Pero por debajo de ellos se extendía Tokyo. Él veía helipuertos en los tejados de muchos hoteles y edificios de oficinas, y otros helicópteros que se cernían en el aire para posarse. Era como si hubiera una invasión militar de la enorme y brumosa ciudad que, en el crepúsculo, aparecía teñida con un surtido de colores improbables, desde el rosa al rojo como la sangre, mientras se desvanecían los últimos resplandores de la puesta de sol. A Wallingford las plataformas de aterrizaje en los tejados le parecían dianas. Intentó adivinar a cuál de ellas apuntaba su helicóptero.

– Japón -dijo Evelyn Arbuthnot en un tono de desánimo

– ¿No le gusta a usted Japón? -le preguntó Patrick.

– Gustar, lo que se dice gustar, no me gusta ninguna parte -respondió ella-, pero aquí la situación de las mujeres bajo el dominio de los hombres es especialmente opresiva.

– Ah -se limitó a decir Patrick.

– Nunca había estado aquí, ¿verdad? -inquirió la mujer, y mientras él aún sacudía la cabeza, añadió-: No debería haber venido, hombre de los desastres.

– ¿Y usted por qué ha venido? -quiso saber Wallingford.
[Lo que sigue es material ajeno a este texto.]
//! Turns a decoded hypergraph into translation records.

use std::collections::HashSet;
use std::time::{Duration, Instant};

use serde::Serialize;
use tracing::{debug, debug_span};

use crate::decoder::{
    walk, AlignmentBuilder, Derivation, FeatureAccumulator, Hypergraph, KBest, OutputBuilder,
    WalkError,
};
use crate::ff::{FeatureRegistry, FeatureVector};
use crate::sentence::Sentence;
use crate::settings::OutputSettings;
use crate::vocab::{Vocabulary, WordId};

/// k-best derivations examined per requested unique output.
const UNIQUE_SEARCH_FACTOR: usize = 10;

/// The decoder's answer for one sentence.
#[derive(Debug, Clone, Serialize)]
pub struct Translation {
    pub sentence_id: usize,
    pub source: String,
    pub output: String,
    pub tokens: Vec<String>,
    pub score: f64,
    /// Unweighted feature totals of the derivation.
    pub features: FeatureVector,
    /// Source positions aligned to each output token.
    pub alignments: Vec<Vec<usize>>,
    pub extraction_time: Duration,
}

impl Translation {
    /// The record for a sentence with no derivation: the source echoed back, scoring zero.
    pub fn fallback(sentence: &Sentence) -> Self {
        let source = sentence.source().to_string();
        Self {
            sentence_id: sentence.id(),
            tokens: source.split_whitespace().map(str::to_string).collect(),
            output: source.clone(),
            source,
            score: 0.0,
            features: FeatureVector::new(),
            alignments: Vec::new(),
            extraction_time: Duration::ZERO,
        }
    }

    pub fn to_json(&self) -> Result<String, serde_json::Error> {
        serde_json::to_string(self)
    }
}

/// Runs the three walkers over a derivation and packs the result.
pub struct Assembler<'a> {
    registry: &'a FeatureRegistry,
    vocab: &'a Vocabulary,
    output: &'a OutputSettings,
}

impl<'a> Assembler<'a> {
    pub fn new(
        registry: &'a FeatureRegistry,
        vocab: &'a Vocabulary,
        output: &'a OutputSettings,
    ) -> Self {
        Self {
            registry,
            vocab,
            output,
        }
    }

    /// The Viterbi translation, or the fallback record when `hg` has no goal.
    pub fn viterbi(
        &self,
        sentence: &Sentence,
        hg: Option<&Hypergraph>,
    ) -> Result<Translation, WalkError> {
        let Some((hg, goal)) = hg.and_then(|hg| hg.goal().map(|g| (hg, g))) else {
            return Ok(Translation::fallback(sentence));
        };
        let _span = debug_span!("extract", sentence = sentence.id()).entered();
        let derivation = Derivation::viterbi(hg, goal);
        self.derivation(hg, &derivation, hg.node(goal).score)
    }

    /// Up to `n` translations, best first. With `unique_nbest`, a derivation
    /// whose output repeats an earlier one is skipped.
    pub fn nbest(
        &self,
        sentence: &Sentence,
        hg: Option<&Hypergraph>,
        n: usize,
    ) -> Result<Vec<Translation>, WalkError> {
        let Some(hg) = hg.filter(|hg| hg.goal().is_some()) else {
            return Ok(vec![Translation::fallback(sentence)]);
        };
        let _span = debug_span!("extract_nbest", sentence = sentence.id(), n).entered();
        let limit = if self.output.unique_nbest {
            n.saturating_mul(UNIQUE_SEARCH_FACTOR)
        } else {
            n
        };
        let mut kbest = KBest::new(hg);
        let mut seen = HashSet::new();
        let mut out = Vec::with_capacity(n);
        for k in 0..limit {
            if out.len() == n {
                break;
            }
            let Some((derivation, score)) = kbest.goal(k) else {
                break;
            };
            let t = self.derivation(hg, &derivation, score)?;
            if self.output.unique_nbest && !seen.insert(t.output.clone()) {
                continue;
            }
            out.push(t);
        }
        debug!(requested = n, found = out.len());
        Ok(out)
    }

    /// Translation of one fixed derivation carrying `score`.
    pub fn derivation(
        &self,
        hg: &Hypergraph,
        derivation: &Derivation,
        score: f64,
    ) -> Result<Translation, WalkError> {
        let started = Instant::now();

        let mut words = OutputBuilder::new();
        walk(hg, derivation, &mut words)?;
        let mut alignment = AlignmentBuilder::new();
        walk(hg, derivation, &mut alignment)?;
        let mut features = FeatureAccumulator::new(self.registry);
        walk(hg, derivation, &mut features)?;

        let words = words.finish()?;
        let alignments = check_alignment_length(&words, alignment.finish()?)?;

        let mut tokens = Vec::with_capacity(words.len());
        let mut kept = Vec::with_capacity(words.len());
        for (&w, a) in words.iter().zip(alignments) {
            if self.output.strip_markers && self.vocab.is_marker(w) {
                continue;
            }
            tokens.push(self.vocab.word(w).map(|s| s.to_string()).unwrap_or_default());
            kept.push(a);
        }

        let sentence = hg.sentence();
        Ok(Translation {
            sentence_id: sentence.id(),
            source: sentence.source().to_string(),
            output: tokens.join(" "),
            tokens,
            score,
            features: features.finish(),
            alignments: kept,
            extraction_time: started.elapsed(),
        })
    }
}

/// One alignment list per output word, or the walks disagree about the derivation.
fn check_alignment_length(
    words: &[WordId],
    alignments: Vec<Vec<usize>>,
) -> Result<Vec<Vec<usize>>, WalkError> {
    if alignments.len() != words.len() {
        return Err(WalkError::AlignmentLength {
            words: words.len(),
            alignments: alignments.len(),
        });
    }
    Ok(alignments)
}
Aquella mujer le iba cayendo mejor a cada palabra negativa que decía. A Patrick empezó a gustarle su cara, que era cuadrada, con la frente alta y la mandíbula ancha, y el cabello corto y gris que parecía un práctico casco. Su cuerpo era más bien rechoncho y de aspecto robusto, aunque no se le veía nada; llevaba unos tejanos negros y una camisa masculina de dril, que parecía suavizada por innumerables lavados. A juzgar por lo que Wallingford podía ver, que no era mucho, tenía los senos pequeños y no se molestaba en usar sujetador. Calzaba unas zapatillas de marcha apropiadas para viajar, aunque sucias, y apoyaba los pies en una bolsa de gimnasia de gran tamaño que sólo cabía parcialmente bajo el asiento. La bolsa tenía una correa para colgarla de los hombros y parecía pesada.

[4] El autor juega con la expresión «bode ill» que, aplicada a una cosa determinada significa que es mala señal o de mal agüero. (N. del T.)